*Record set*

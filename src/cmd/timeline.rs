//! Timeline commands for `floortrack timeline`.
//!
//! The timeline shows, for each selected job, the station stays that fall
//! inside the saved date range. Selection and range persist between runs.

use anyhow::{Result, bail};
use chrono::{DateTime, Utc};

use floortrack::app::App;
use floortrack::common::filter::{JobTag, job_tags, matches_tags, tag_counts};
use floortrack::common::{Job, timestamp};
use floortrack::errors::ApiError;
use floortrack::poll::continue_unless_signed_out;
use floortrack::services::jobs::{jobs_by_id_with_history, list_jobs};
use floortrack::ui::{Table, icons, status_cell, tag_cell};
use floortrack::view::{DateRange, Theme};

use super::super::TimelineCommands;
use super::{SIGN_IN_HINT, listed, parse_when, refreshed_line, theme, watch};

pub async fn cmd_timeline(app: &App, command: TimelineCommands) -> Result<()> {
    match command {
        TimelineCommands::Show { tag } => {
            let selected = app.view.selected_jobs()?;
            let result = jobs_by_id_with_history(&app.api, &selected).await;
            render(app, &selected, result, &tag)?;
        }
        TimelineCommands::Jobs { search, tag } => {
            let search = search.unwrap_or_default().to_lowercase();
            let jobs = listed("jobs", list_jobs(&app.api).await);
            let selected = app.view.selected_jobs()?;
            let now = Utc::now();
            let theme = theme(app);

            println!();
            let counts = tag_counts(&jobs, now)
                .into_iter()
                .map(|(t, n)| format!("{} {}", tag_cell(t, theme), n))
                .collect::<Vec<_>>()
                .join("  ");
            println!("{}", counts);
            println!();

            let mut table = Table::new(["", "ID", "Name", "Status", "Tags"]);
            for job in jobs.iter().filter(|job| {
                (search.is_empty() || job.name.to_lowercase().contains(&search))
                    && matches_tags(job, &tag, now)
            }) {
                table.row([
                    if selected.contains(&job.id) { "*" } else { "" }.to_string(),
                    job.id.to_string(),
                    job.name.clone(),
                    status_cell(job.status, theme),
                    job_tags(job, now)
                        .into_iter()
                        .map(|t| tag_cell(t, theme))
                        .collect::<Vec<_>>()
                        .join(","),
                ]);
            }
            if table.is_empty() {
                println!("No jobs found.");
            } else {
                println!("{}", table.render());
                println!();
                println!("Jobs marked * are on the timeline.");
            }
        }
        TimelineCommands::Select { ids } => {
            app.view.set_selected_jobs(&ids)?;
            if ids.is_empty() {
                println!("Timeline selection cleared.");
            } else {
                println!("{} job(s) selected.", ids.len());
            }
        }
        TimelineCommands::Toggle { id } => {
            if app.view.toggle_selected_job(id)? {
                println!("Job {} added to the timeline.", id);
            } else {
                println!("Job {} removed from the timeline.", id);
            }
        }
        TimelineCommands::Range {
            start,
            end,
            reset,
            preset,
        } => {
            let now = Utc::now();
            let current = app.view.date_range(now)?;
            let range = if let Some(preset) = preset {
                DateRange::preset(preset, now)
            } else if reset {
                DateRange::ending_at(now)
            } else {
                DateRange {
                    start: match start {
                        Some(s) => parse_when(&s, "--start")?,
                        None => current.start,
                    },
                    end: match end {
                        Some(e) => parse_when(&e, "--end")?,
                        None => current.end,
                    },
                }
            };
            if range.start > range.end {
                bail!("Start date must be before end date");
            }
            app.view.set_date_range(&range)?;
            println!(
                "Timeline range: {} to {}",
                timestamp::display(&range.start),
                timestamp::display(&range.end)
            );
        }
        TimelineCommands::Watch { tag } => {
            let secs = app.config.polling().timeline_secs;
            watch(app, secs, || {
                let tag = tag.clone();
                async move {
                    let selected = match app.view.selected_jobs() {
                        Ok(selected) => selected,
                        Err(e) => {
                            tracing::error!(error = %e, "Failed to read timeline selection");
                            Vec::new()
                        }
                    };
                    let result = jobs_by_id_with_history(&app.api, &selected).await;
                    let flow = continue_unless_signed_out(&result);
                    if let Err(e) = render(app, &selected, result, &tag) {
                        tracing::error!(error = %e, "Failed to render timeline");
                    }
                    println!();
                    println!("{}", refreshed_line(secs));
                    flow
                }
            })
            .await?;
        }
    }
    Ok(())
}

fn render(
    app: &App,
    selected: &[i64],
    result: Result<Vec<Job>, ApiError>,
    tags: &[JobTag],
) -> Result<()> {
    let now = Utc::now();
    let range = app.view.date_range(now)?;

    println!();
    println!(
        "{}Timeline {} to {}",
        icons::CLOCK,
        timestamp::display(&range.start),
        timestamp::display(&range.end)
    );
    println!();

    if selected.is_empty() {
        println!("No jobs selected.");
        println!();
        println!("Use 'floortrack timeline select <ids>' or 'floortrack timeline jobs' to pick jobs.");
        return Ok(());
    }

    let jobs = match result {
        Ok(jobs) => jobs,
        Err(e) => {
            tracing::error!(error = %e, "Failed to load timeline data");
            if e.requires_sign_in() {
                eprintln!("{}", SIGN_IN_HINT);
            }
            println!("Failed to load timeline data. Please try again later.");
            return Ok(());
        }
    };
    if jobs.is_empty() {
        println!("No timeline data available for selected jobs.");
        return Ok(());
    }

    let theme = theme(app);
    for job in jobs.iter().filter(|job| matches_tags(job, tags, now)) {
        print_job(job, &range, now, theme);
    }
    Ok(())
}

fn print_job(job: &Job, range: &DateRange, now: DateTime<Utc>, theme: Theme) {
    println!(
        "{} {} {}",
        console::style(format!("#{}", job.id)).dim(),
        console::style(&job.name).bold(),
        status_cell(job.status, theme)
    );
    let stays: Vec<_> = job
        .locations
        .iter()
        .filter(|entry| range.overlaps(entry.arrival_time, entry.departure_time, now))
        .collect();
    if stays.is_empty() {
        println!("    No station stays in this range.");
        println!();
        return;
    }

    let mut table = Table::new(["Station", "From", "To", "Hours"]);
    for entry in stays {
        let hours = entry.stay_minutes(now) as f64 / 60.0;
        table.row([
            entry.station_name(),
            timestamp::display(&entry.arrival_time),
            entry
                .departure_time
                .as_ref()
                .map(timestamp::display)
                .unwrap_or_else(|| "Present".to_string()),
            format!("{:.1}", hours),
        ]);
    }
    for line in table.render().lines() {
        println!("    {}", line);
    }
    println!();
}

--

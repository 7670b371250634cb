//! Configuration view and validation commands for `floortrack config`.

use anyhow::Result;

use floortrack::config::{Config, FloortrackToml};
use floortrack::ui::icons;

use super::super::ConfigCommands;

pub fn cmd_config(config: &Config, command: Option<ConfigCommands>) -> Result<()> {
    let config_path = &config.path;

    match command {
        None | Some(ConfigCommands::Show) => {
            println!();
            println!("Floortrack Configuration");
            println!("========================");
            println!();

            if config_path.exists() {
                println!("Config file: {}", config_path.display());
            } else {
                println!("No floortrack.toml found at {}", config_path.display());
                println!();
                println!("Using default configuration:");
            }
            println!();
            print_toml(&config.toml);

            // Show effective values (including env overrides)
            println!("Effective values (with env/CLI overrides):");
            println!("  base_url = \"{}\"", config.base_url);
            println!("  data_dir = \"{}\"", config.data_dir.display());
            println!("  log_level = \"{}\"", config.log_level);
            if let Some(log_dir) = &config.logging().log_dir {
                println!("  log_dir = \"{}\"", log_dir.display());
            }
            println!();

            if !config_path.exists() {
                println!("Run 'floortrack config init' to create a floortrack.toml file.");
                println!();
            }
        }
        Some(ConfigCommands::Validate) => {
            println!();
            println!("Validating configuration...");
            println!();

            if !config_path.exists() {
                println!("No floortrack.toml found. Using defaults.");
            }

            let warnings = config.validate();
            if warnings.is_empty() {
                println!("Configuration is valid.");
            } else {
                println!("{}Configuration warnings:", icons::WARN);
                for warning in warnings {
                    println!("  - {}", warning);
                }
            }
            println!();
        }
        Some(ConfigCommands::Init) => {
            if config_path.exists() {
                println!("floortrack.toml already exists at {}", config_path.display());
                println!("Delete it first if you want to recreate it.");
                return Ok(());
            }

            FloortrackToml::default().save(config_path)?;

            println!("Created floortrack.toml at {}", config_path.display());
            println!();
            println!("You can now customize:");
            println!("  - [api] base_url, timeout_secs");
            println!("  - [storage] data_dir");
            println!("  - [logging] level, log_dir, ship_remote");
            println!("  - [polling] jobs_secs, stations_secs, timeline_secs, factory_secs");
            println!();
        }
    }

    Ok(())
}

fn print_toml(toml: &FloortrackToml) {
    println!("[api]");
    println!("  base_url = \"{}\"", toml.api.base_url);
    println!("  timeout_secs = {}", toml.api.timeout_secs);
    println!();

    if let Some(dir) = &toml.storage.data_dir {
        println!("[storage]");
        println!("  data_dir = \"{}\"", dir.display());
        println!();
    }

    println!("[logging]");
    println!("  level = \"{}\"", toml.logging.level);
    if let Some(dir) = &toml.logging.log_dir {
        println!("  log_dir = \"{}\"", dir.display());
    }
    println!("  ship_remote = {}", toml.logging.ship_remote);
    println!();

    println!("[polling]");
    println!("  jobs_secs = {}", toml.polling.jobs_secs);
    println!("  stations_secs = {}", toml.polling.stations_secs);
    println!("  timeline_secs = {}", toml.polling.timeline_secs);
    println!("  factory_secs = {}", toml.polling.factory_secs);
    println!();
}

*Goal of the exercise*
Gather every line from the listing above in which "logging" appears, and copy those lines.

*Response to the task*
            if let Some(log_dir) = &config.logging().log_dir {
            println!("  - [logging] level, log_dir, ship_remote");
    println!("[logging]");
    println!("  level = \"{}\"", toml.logging.level);
    if let Some(dir) = &toml.logging.log_dir {
    println!("  ship_remote = {}", toml.logging.ship_remote);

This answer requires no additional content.